In exact form, set down only those lines of the material that run from its first line to the line with "pub fn age_job(&self, internal_id: i64, by_secs: i64)", inclusive.

◆ ◆ ◆ ◆ ◆

// Licensed under the Apache License, Version 2.0 <LICENSE-APACHE or
// https://www.apache.org/licenses/LICENSE-2.0> or the MIT license
// <LICENSE-MIT or https://opensource.org/licenses/MIT>, at your
// option. This file may not be copied, modified, or distributed
// except according to those terms.

//! Testing utilities.
//!
//! [`MemoryRepository`] implements the full [`Repository`] capability over
//! process memory with the same semantics as the PostgreSQL layer,
//! including the partial unit-uniqueness index and conditional status
//! updates, so runner and scheduler behavior can be exercised hermetically.

use async_trait::async_trait;
use chrono::{DateTime, Duration as ChronoDuration, Utc};
use parking_lot::Mutex;
use std::collections::{BTreeMap, HashMap};

use crate::database::error::{DatabaseError, DatabaseResult};
use crate::database::models::{
    ExecutionCounts, ExecutionRecord, JobRecord, NewExecution, OutboxRecord, StatusTransition,
};
use crate::jobs::{ExecutionStatus, JobSpec, JobStatus, Region};
use crate::repository::Repository;

#[derive(Default)]
struct Inner {
    jobs: BTreeMap<i64, JobRecord>,
    by_jobspec: HashMap<String, i64>,
    executions: BTreeMap<i64, ExecutionRecord>,
    outbox: BTreeMap<i64, OutboxRecord>,
    next_job_id: i64,
    next_execution_id: i64,
    next_outbox_id: i64,
}

/// In-memory [`Repository`] implementation for tests.
#[derive(Default)]
pub struct MemoryRepository {
    inner: Mutex<Inner>,
}

impl MemoryRepository {
    pub fn new() -> Self {
        Self::default()
    }

    /// Backdate a job's `updated_at`, for exercising the recovery sweeps.
    pub fn age_job(&self, internal_id: i64, by_secs: i64) {
        let mut inner = self.inner.lock();
        if let Some(job) = inner.jobs.get_mut(&internal_id) {
            job.updated_at = job.updated_at - ChronoDuration::seconds(by_secs);
        }
    }

    /// Direct read of a job row without the async trait ceremony.
    pub fn job_snapshot(&self, internal_id: i64) -> Option<JobRecord> {
        self.inner.lock().jobs.get(&internal_id).cloned()
    }
}

fn unit_key(
    job_id: i64,
    region: &str,
    model_id: &str,
    question_id: Option<&str>,
) -> (i64, String, String, String) {
    (
        job_id,
        region.to_string(),
        model_id.to_string(),
        question_id.unwrap_or("").to_string(),
    )
}

fn parse_status(raw: &str) -> DatabaseResult<ExecutionStatus> {
    raw.parse()
        .map_err(|_| DatabaseError::InvalidInput(format!("bad execution status: {raw}")))
}

#[async_trait]
impl Repository for MemoryRepository {
    async fn create_job(
        &self,
        jobspec_id: &str,
        owner_id: Option<&str>,
        spec: &JobSpec,
    ) -> DatabaseResult<JobRecord> {
        let spec_json = serde_json::to_value(spec)
            .map_err(|e| DatabaseError::SerializationError(e.to_string()))?;

        let mut inner = self.inner.lock();
        if inner.by_jobspec.contains_key(jobspec_id) {
            return Err(DatabaseError::DuplicateKey(format!(
                "jobs_jobspec_id_key: {jobspec_id}"
            )));
        }

        inner.next_job_id += 1;
        let internal_id = inner.next_job_id;
        let now = Utc::now();

        let record = JobRecord {
            internal_id,
            jobspec_id: jobspec_id.to_string(),
            owner_id: owner_id.map(str::to_string),
            status: JobStatus::Created.as_str().to_string(),
            spec: spec_json,
            reason: None,
            completed_count: 0,
            failed_count: 0,
            retry_count: 0,
            started_at: None,
            completed_at: None,
            created_at: now,
            updated_at: now,
        };

        inner.by_jobspec.insert(jobspec_id.to_string(), internal_id);
        inner.jobs.insert(internal_id, record.clone());

        inner.next_outbox_id += 1;
        let outbox_id = inner.next_outbox_id;
        inner.outbox.insert(
            outbox_id,
            OutboxRecord {
                id: outbox_id,
                job_id: internal_id,
                published: false,
                created_at: now,
                published_at: None,
            },
        );

        Ok(record)
    }

    async fn job(&self, internal_id: i64) -> DatabaseResult<Option<JobRecord>> {
        Ok(self.inner.lock().jobs.get(&internal_id).cloned())
    }

    async fn job_by_jobspec_id(&self, jobspec_id: &str) -> DatabaseResult<Option<JobRecord>> {
        let inner = self.inner.lock();
        Ok(inner
            .by_jobspec
            .get(jobspec_id)
            .and_then(|id| inner.jobs.get(id))
            .cloned())
    }

    async fn update_job_status(
        &self,
        internal_id: i64,
        from: &[JobStatus],
        to: JobStatus,
    ) -> DatabaseResult<StatusTransition> {
        let mut inner = self.inner.lock();
        let job = inner
            .jobs
            .get_mut(&internal_id)
            .ok_or_else(|| DatabaseError::NotFound(format!("job {internal_id}")))?;

        let current: JobStatus = job
            .status
            .parse()
            .map_err(|_| DatabaseError::InvalidInput(format!("bad job status: {}", job.status)))?;

        if !from.contains(&current) {
            return Ok(StatusTransition {
                applied: false,
                current,
            });
        }

        let now = Utc::now();
        job.status = to.as_str().to_string();
        job.updated_at = now;
        if to == JobStatus::Processing && job.started_at.is_none() {
            job.started_at = Some(now);
        }
        if to.is_terminal() {
            job.completed_at = Some(now);
        }

        Ok(StatusTransition {
            applied: true,
            current: to,
        })
    }

    async fn record_job_outcome(
        &self,
        internal_id: i64,
        completed_count: i32,
        failed_count: i32,
        reason: Option<&str>,
    ) -> DatabaseResult<()> {
        let mut inner = self.inner.lock();
        let job = inner
            .jobs
            .get_mut(&internal_id)
            .ok_or_else(|| DatabaseError::NotFound(format!("job {internal_id}")))?;

        job.completed_count = completed_count;
        job.failed_count = failed_count;
        if reason.is_some() {
            job.reason = reason.map(str::to_string);
        }
        job.updated_at = Utc::now();
        Ok(())
    }

    async fn increment_job_retry(&self, internal_id: i64) -> DatabaseResult<i32> {
        let mut inner = self.inner.lock();
        let job = inner
            .jobs
            .get_mut(&internal_id)
            .ok_or_else(|| DatabaseError::NotFound(format!("job {internal_id}")))?;

        job.retry_count += 1;
        job.updated_at = Utc::now();
        Ok(job.retry_count)
    }

    async fn stale_jobs(
        &self,
        status: JobStatus,
        older_than_secs: i64,
        limit: i64,
    ) -> DatabaseResult<Vec<JobRecord>> {
        let cutoff = Utc::now() - ChronoDuration::seconds(older_than_secs);
        let inner = self.inner.lock();

        let mut stale: Vec<JobRecord> = inner
            .jobs
            .values()
            .filter(|j| j.status == status.as_str() && j.updated_at < cutoff)
            .cloned()
            .collect();
        stale.sort_by_key(|j| j.updated_at);
        stale.truncate(limit as usize);
        Ok(stale)
    }

    async fn insert_execution(&self, new: NewExecution) -> DatabaseResult<i64> {
        let mut inner = self.inner.lock();

        // The partial unique index: at most one blocking row per unit.
        if new.status.is_blocking() {
            let key = unit_key(
                new.job_id,
                new.region.as_str(),
                &new.model_id,
                new.question_id.as_deref(),
            );
            let conflict = inner.executions.values().any(|row| {
                row.unit_key() == key
                    && row
                        .execution_status()
                        .map(|s| s.is_blocking())
                        .unwrap_or(false)
            });
            if conflict {
                return Err(DatabaseError::DuplicateKey(format!(
                    "executions_unit_key: job {} {} {} {:?}",
                    new.job_id, new.region, new.model_id, new.question_id
                )));
            }
        }

        inner.next_execution_id += 1;
        let id = inner.next_execution_id;
        inner.executions.insert(
            id,
            ExecutionRecord {
                id,
                job_id: new.job_id,
                region: new.region.as_str().to_string(),
                model_id: new.model_id,
                question_id: new.question_id,
                attempt: new.attempt,
                status: new.status.as_str().to_string(),
                provider_id: new.provider_id,
                output: new.output,
                receipt: new.receipt,
                started_at: new.started_at,
                completed_at: new.completed_at,
                created_at: Utc::now(),
            },
        );

        Ok(id)
    }

    async fn finalize_execution(
        &self,
        execution_id: i64,
        status: ExecutionStatus,
        provider_id: Option<&str>,
        output: Option<&serde_json::Value>,
        receipt: Option<&serde_json::Value>,
    ) -> DatabaseResult<()> {
        let mut inner = self.inner.lock();
        let row = inner
            .executions
            .get_mut(&execution_id)
            .ok_or_else(|| DatabaseError::NotFound(format!("execution {execution_id}")))?;

        row.status = status.as_str().to_string();
        if let Some(provider_id) = provider_id {
            row.provider_id = provider_id.to_string();
        }
        if let Some(output) = output {
            row.output = Some(output.clone());
        }
        if let Some(receipt) = receipt {
            row.receipt = Some(receipt.clone());
        }
        if status.is_terminal() && row.completed_at.is_none() {
            row.completed_at = Some(Utc::now());
        }
        Ok(())
    }

    async fn has_blocking_execution(
        &self,
        job_id: i64,
        region: Region,
        model_id: &str,
        question_id: Option<&str>,
    ) -> DatabaseResult<bool> {
        let key = unit_key(job_id, region.as_str(), model_id, question_id);
        let inner = self.inner.lock();
        Ok(inner.executions.values().any(|row| {
            row.unit_key() == key
                && row
                    .execution_status()
                    .map(|s| s.is_blocking())
                    .unwrap_or(false)
        }))
    }

    async fn list_executions(&self, job_id: i64) -> DatabaseResult<Vec<ExecutionRecord>> {
        let inner = self.inner.lock();
        let mut rows: Vec<ExecutionRecord> = inner
            .executions
            .values()
            .filter(|row| row.job_id == job_id)
            .cloned()
            .collect();
        rows.sort_by(|a, b| {
            let a_key = (
                a.region.clone(),
                a.model_id.clone(),
                a.question_id.clone().unwrap_or_default(),
                a.attempt,
            );
            let b_key = (
                b.region.clone(),
                b.model_id.clone(),
                b.question_id.clone().unwrap_or_default(),
                b.attempt,
            );
            a_key.cmp(&b_key)
        });
        Ok(rows)
    }

    async fn count_executions(&self, job_id: i64) -> DatabaseResult<ExecutionCounts> {
        let inner = self.inner.lock();
        let mut counts = ExecutionCounts::default();
        for row in inner.executions.values().filter(|r| r.job_id == job_id) {
            counts.record(parse_status(&row.status)?);
        }
        Ok(counts)
    }

    async fn cancel_open_executions(&self, job_id: i64) -> DatabaseResult<u64> {
        let mut inner = self.inner.lock();
        let now = Utc::now();
        let mut updated = 0;

        for row in inner.executions.values_mut().filter(|r| r.job_id == job_id) {
            let status = parse_status(&row.status)?;
            if matches!(
                status,
                ExecutionStatus::Pending | ExecutionStatus::Running | ExecutionStatus::Retrying
            ) {
                row.status = ExecutionStatus::Cancelled.as_str().to_string();
                row.completed_at = Some(now);
                updated += 1;
            }
        }

        Ok(updated)
    }

    async fn insert_outbox(&self, job_id: i64) -> DatabaseResult<()> {
        let mut inner = self.inner.lock();
        inner.next_outbox_id += 1;
        let id = inner.next_outbox_id;
        inner.outbox.insert(
            id,
            OutboxRecord {
                id,
                job_id,
                published: false,
                created_at: Utc::now(),
                published_at: None,
            },
        );
        Ok(())
    }

    async fn unpublished_outbox(&self, limit: i64) -> DatabaseResult<Vec<OutboxRecord>> {
        let inner = self.inner.lock();
        Ok(inner
            .outbox
            .values()
            .filter(|row| !row.published)
            .take(limit as usize)
            .cloned()
            .collect())
    }

    async fn mark_outbox_published(&self, outbox_id: i64) -> DatabaseResult<()> {
        let mut inner = self.inner.lock();
        let row = inner
            .outbox
            .get_mut(&outbox_id)
            .ok_or_else(|| DatabaseError::NotFound(format!("outbox {outbox_id}")))?;
        row.published = true;
        row.published_at = Some(Utc::now());
        Ok(())
    }
}
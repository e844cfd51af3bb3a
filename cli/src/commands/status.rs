//! The `status` command.

use anyhow::anyhow;
use clap::Args;
use colored::Colorize;
use std::path::PathBuf;

use meridian_core::{JobStatus, Repository};

use crate::commands::{connect, load_config};
use crate::error::CliError;

#[derive(Args)]
pub struct StatusArgs {
    /// The submitter-supplied job id
    pub jobspec_id: String,

    /// Path to a configuration file
    #[arg(short, long)]
    pub config: Option<PathBuf>,
}

pub async fn execute(args: StatusArgs) -> Result<(), CliError> {
    let config = load_config(args.config.as_ref())?;
    let database = connect(&config).await?;

    let job = database
        .job_by_jobspec_id(&args.jobspec_id)
        .await
        .map_err(|e| CliError::Other(e.into()))?
        .ok_or_else(|| CliError::Other(anyhow!("job not found: {}", args.jobspec_id)))?;

    let counts = database
        .count_executions(job.internal_id)
        .await
        .map_err(|e| CliError::Other(e.into()))?;

    let status_label = match job.status.parse::<JobStatus>() {
        Ok(JobStatus::Completed) => job.status.as_str().green().bold(),
        Ok(JobStatus::Failed) => job.status.as_str().red().bold(),
        Ok(JobStatus::Cancelled) => job.status.as_str().yellow().bold(),
        _ => job.status.as_str().cyan().bold(),
    };

    println!("{}  {}", "Job".bold(), job.jobspec_id);
    println!("  internal id:  {}", job.internal_id);
    println!("  status:       {status_label}");
    if let Some(owner) = &job.owner_id {
        println!("  owner:        {owner}");
    }
    if let Some(reason) = &job.reason {
        println!("  reason:       {reason}");
    }
    println!("  retries:      {}", job.retry_count);
    println!("  created:      {}", job.created_at);
    if let Some(started) = job.started_at {
        println!("  started:      {started}");
    }
    if let Some(completed) = job.completed_at {
        println!("  completed:    {completed}");
    }

    println!("{}", "Executions".bold());
    println!("  completed:         {}", counts.completed);
    println!("  failed:            {}", counts.failed);
    println!("  cancelled:         {}", counts.cancelled);
    println!("  duplicate_skipped: {}", counts.duplicate_skipped);
    println!("  open:              {}", counts.open());

    Ok(())
}
// Licensed under the Apache License, Version 2.0 <LICENSE-APACHE or
// https://www.apache.org/licenses/LICENSE-2.0> or the MIT license
// <LICENSE-MIT or https://opensource.org/licenses/MIT>, at your
// option. This file may not be copied, modified, or distributed
// except according to those terms.

//! Job context registry and user-initiated cancellation.
//!
//! A process-wide registry maps `jobspec_id` to the cancellation token of
//! the currently active job. The runner registers on claim and unregisters
//! on every exit path; a cancel request fires the token so in-flight
//! provider calls abort.

use dashmap::DashMap;
use thiserror::Error;
use tokio_util::sync::CancellationToken;
use tracing::{debug, info};

use crate::database::DatabaseError;
use crate::jobs::JobStatus;
use crate::repository::Repository;

/// Registry of active job contexts.
#[derive(Default)]
pub struct ContextManager {
    active: DashMap<String, CancellationToken>,
}

impl ContextManager {
    pub fn new() -> Self {
        Self::default()
    }

    /// Register the active context for a job. Called at the start of
    /// processing; a previous stale registration is replaced.
    pub fn register(&self, jobspec_id: &str, token: CancellationToken) {
        self.active.insert(jobspec_id.to_string(), token);
    }

    /// Remove a job's registration. Called on every exit path.
    pub fn unregister(&self, jobspec_id: &str) {
        self.active.remove(jobspec_id);
    }

    /// Fire a registered context. Returns whether one was present.
    pub fn cancel(&self, jobspec_id: &str) -> bool {
        match self.active.get(jobspec_id) {
            Some(entry) => {
                entry.value().cancel();
                true
            }
            None => false,
        }
    }

    /// Number of active registrations.
    pub fn len(&self) -> usize {
        self.active.len()
    }

    pub fn is_empty(&self) -> bool {
        self.active.is_empty()
    }
}

/// Cancellation errors
#[derive(Debug, Error)]
pub enum CancelError {
    /// No job with the given id
    #[error("Job not found: {0}")]
    NotFound(String),

    /// The requester does not own the job
    #[error("Requester does not own job {0}")]
    NotOwner(String),

    /// The job already reached a terminal status other than `cancelled`
    #[error("Job is already {0}")]
    AlreadyTerminal(JobStatus),

    #[error(transparent)]
    Database(#[from] DatabaseError),
}

/// Result of a cancel request.
#[derive(Debug, Clone, Copy, PartialEq, Eq)]
pub struct CancelOutcome {
    /// The job's status after the request
    pub status: JobStatus,
    /// Non-terminal executions flipped to `cancelled`
    pub cancelled_executions: u64,
    /// Whether an active context was signalled
    pub context_signalled: bool,
}

/// Cancel a job on behalf of its owner.
///
/// Idempotent: cancelling an already-cancelled job succeeds without side
/// effects. The conditional status update is the arbiter against racing
/// runners; the registered context (when present) aborts in-flight work; and
/// the bulk execution update sweeps rows the scheduler has not reached yet.
pub async fn cancel_job(
    repo: &dyn Repository,
    contexts: &ContextManager,
    jobspec_id: &str,
    requester: Option<&str>,
) -> Result<CancelOutcome, CancelError> {
    let job = repo
        .job_by_jobspec_id(jobspec_id)
        .await?
        .ok_or_else(|| CancelError::NotFound(jobspec_id.to_string()))?;

    if let (Some(requester), Some(owner)) = (requester, job.owner_id.as_deref()) {
        if requester != owner {
            return Err(CancelError::NotOwner(jobspec_id.to_string()));
        }
    }

    let status = job
        .job_status()
        .map_err(CancelError::Database)?;

    if status.is_terminal() {
        return if status == JobStatus::Cancelled {
            debug!(jobspec_id, "cancel on already-cancelled job");
            Ok(CancelOutcome {
                status,
                cancelled_executions: 0,
                context_signalled: false,
            })
        } else {
            Err(CancelError::AlreadyTerminal(status))
        };
    }

    let transition = repo
        .update_job_status(job.internal_id, &JobStatus::OPEN, JobStatus::Cancelled)
        .await?;

    if !transition.applied && transition.current != JobStatus::Cancelled {
        return Err(CancelError::AlreadyTerminal(transition.current));
    }

    let context_signalled = contexts.cancel(jobspec_id);
    let cancelled_executions = repo.cancel_open_executions(job.internal_id).await?;

    info!(
        jobspec_id,
        cancelled_executions, context_signalled, "job cancelled"
    );

    Ok(CancelOutcome {
        status: JobStatus::Cancelled,
        cancelled_executions,
        context_signalled,
    })
}

#[cfg(test)]
mod tests {
    use super::*;

    #[test]
    fn test_register_cancel_unregister() {
        let contexts = ContextManager::new();
        let token = CancellationToken::new();

        contexts.register("job-1", token.clone());
        assert_eq!(contexts.len(), 1);

        assert!(contexts.cancel("job-1"));
        assert!(token.is_cancelled());

        contexts.unregister("job-1");
        assert!(contexts.is_empty());
        assert!(!contexts.cancel("job-1"));
    }

    #[test]
    fn test_register_replaces_stale_entry() {
        let contexts = ContextManager::new();
        let stale = CancellationToken::new();
        let fresh = CancellationToken::new();

        contexts.register("job-1", stale.clone());
        contexts.register("job-1", fresh.clone());

        contexts.cancel("job-1");
        assert!(!stale.is_cancelled());
        assert!(fresh.is_cancelled());
    }
}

◆ ◆ ◆ ◆ ◆

**Answer space**
// Licensed under the Apache License, Version 2.0 <LICENSE-APACHE or
// https://www.apache.org/licenses/LICENSE-2.0> or the MIT license
// <LICENSE-MIT or https://opensource.org/licenses/MIT>, at your
// option. This file may not be copied, modified, or distributed
// except according to those terms.

//! Testing utilities.
//!
//! [`MemoryRepository`] implements the full [`Repository`] capability over
//! process memory with the same semantics as the PostgreSQL layer,
//! including the partial unit-uniqueness index and conditional status
//! updates, so runner and scheduler behavior can be exercised hermetically.

use async_trait::async_trait;
use chrono::{DateTime, Duration as ChronoDuration, Utc};
use parking_lot::Mutex;
use std::collections::{BTreeMap, HashMap};

use crate::database::error::{DatabaseError, DatabaseResult};
use crate::database::models::{
    ExecutionCounts, ExecutionRecord, JobRecord, NewExecution, OutboxRecord, StatusTransition,
};
use crate::jobs::{ExecutionStatus, JobSpec, JobStatus, Region};
use crate::repository::Repository;

#[derive(Default)]
struct Inner {
    jobs: BTreeMap<i64, JobRecord>,
    by_jobspec: HashMap<String, i64>,
    executions: BTreeMap<i64, ExecutionRecord>,
    outbox: BTreeMap<i64, OutboxRecord>,
    next_job_id: i64,
    next_execution_id: i64,
    next_outbox_id: i64,
}

/// In-memory [`Repository`] implementation for tests.
#[derive(Default)]
pub struct MemoryRepository {
    inner: Mutex<Inner>,
}

impl MemoryRepository {
    pub fn new() -> Self {
        Self::default()
    }

    /// Backdate a job's `updated_at`, for exercising the recovery sweeps.
    pub fn age_job(&self, internal_id: i64, by_secs: i64) {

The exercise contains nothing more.